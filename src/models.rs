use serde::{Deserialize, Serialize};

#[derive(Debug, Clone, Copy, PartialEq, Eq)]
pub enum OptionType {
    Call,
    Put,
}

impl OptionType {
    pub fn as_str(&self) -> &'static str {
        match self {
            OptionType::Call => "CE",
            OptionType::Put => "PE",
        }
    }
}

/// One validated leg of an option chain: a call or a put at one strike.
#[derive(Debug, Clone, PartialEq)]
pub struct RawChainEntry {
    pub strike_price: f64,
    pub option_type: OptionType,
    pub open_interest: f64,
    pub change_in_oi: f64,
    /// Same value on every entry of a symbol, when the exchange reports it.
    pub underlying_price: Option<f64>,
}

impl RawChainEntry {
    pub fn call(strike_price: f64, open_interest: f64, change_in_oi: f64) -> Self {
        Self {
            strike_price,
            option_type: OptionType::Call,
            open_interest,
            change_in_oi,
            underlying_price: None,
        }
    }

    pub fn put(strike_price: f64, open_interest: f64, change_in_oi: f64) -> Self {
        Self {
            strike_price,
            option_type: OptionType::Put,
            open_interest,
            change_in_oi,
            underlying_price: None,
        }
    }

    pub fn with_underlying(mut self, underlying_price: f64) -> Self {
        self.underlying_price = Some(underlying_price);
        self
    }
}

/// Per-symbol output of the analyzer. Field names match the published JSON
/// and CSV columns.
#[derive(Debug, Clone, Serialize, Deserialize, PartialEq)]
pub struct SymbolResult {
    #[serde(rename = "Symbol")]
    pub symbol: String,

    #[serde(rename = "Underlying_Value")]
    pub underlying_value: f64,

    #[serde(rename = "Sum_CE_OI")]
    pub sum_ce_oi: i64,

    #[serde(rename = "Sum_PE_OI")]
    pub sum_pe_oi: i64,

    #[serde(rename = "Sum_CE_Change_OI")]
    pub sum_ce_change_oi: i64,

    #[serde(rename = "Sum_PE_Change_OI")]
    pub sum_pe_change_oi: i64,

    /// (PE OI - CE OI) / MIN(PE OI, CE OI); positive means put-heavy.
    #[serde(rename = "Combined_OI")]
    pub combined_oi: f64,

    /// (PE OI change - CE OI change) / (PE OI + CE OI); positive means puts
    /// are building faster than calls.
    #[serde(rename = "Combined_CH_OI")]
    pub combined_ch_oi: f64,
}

==

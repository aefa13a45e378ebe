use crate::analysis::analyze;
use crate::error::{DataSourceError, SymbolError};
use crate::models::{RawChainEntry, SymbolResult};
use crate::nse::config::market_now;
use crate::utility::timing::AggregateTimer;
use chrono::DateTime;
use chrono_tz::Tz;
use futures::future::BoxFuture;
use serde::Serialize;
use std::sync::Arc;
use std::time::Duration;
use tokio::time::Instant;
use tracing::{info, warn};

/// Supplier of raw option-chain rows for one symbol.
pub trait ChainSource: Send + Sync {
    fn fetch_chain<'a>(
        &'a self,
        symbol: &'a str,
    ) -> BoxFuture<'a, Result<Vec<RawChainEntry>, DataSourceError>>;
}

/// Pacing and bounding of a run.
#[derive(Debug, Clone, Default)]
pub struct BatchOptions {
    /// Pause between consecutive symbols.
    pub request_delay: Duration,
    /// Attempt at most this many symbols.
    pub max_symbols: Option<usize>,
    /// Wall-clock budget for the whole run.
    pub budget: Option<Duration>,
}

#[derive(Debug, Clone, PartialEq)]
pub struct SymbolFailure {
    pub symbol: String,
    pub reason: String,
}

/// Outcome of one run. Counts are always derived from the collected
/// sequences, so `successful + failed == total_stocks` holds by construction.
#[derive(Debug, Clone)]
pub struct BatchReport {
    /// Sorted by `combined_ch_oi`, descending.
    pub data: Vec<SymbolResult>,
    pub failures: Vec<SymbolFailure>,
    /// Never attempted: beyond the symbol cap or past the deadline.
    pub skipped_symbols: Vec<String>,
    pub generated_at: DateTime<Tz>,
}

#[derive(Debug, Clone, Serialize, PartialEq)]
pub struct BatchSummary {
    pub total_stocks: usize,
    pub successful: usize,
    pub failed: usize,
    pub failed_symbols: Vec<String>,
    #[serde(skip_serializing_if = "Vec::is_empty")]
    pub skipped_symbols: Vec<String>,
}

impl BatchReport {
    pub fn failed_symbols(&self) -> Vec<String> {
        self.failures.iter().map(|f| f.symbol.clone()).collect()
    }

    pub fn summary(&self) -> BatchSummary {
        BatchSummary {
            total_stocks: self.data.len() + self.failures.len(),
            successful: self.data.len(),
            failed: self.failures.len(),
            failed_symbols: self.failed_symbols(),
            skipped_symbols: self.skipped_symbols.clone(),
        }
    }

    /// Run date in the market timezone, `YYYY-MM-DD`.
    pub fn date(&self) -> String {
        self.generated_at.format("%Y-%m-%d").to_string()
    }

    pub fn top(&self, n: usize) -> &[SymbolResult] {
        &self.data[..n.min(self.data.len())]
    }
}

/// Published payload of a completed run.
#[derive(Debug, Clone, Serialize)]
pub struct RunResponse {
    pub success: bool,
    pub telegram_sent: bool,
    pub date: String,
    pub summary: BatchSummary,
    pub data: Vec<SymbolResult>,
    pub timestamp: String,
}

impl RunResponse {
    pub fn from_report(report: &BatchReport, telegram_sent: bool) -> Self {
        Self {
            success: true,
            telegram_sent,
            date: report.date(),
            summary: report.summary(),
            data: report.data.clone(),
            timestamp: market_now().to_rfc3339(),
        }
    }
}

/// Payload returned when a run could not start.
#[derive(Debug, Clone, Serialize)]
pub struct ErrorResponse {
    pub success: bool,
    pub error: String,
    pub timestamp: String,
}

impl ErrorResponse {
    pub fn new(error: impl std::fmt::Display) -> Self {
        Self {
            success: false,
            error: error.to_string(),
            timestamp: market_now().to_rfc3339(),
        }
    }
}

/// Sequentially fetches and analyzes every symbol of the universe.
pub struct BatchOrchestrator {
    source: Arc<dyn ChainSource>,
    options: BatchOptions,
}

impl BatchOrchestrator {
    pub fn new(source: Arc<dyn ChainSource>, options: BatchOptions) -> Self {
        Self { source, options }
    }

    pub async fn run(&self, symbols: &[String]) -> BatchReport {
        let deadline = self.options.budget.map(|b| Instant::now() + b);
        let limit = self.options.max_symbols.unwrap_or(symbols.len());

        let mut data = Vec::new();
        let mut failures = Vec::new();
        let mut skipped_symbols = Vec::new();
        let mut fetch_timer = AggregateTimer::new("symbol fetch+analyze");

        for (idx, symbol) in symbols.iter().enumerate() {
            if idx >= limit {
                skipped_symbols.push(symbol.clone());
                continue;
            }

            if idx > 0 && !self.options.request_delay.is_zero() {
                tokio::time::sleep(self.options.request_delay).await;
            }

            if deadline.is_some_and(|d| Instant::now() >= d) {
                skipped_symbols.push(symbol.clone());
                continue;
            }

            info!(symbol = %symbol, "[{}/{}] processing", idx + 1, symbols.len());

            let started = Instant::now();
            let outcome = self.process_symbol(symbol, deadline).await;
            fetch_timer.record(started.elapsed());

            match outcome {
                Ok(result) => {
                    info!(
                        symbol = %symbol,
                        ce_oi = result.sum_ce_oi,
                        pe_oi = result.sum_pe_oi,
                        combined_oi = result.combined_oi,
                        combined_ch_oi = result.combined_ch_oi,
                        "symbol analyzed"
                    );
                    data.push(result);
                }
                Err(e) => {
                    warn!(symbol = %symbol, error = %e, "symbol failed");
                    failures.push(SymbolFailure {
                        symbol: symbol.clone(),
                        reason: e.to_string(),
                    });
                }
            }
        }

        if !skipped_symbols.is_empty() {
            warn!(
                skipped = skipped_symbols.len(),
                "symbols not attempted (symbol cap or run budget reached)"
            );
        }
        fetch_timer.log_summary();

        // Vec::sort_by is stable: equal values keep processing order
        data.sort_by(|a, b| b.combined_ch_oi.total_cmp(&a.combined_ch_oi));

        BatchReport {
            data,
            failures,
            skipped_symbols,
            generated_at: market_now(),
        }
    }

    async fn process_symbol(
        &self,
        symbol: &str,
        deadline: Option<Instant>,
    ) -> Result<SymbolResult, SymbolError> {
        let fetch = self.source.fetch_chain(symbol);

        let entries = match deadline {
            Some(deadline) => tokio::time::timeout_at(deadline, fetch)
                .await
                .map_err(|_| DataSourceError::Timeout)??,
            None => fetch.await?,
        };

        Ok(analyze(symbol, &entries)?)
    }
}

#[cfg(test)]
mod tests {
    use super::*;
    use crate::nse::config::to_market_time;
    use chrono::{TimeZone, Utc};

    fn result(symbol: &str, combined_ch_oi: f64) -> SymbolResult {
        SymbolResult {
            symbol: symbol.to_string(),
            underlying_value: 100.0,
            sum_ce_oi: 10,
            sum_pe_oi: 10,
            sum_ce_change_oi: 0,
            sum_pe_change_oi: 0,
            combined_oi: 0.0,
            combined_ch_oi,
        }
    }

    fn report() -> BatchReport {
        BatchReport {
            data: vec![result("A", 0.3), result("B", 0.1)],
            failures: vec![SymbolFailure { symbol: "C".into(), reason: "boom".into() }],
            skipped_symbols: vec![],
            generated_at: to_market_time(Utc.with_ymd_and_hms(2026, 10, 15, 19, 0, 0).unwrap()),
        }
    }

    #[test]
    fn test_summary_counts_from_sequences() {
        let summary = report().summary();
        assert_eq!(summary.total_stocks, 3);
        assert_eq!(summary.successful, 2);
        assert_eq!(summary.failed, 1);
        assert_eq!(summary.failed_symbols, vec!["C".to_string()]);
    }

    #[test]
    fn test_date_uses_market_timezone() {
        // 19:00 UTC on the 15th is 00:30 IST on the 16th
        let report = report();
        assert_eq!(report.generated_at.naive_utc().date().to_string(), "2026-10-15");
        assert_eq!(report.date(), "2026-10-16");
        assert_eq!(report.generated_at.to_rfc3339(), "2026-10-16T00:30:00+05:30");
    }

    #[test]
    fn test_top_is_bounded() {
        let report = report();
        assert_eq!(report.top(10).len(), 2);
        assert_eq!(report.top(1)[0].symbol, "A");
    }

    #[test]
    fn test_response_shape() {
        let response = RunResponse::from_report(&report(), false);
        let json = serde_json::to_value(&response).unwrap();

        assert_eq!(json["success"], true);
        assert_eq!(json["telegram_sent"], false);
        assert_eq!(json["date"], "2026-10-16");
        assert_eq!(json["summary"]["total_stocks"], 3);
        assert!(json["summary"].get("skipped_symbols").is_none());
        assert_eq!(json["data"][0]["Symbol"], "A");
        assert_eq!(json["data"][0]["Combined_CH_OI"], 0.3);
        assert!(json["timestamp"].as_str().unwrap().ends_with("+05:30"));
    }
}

**Prompt:** When a line in the records above contains the word "BatchOptions", copy it.

**Exercise result:**
pub struct BatchOptions {
    options: BatchOptions,
    pub fn new(source: Arc<dyn ChainSource>, options: BatchOptions) -> Self {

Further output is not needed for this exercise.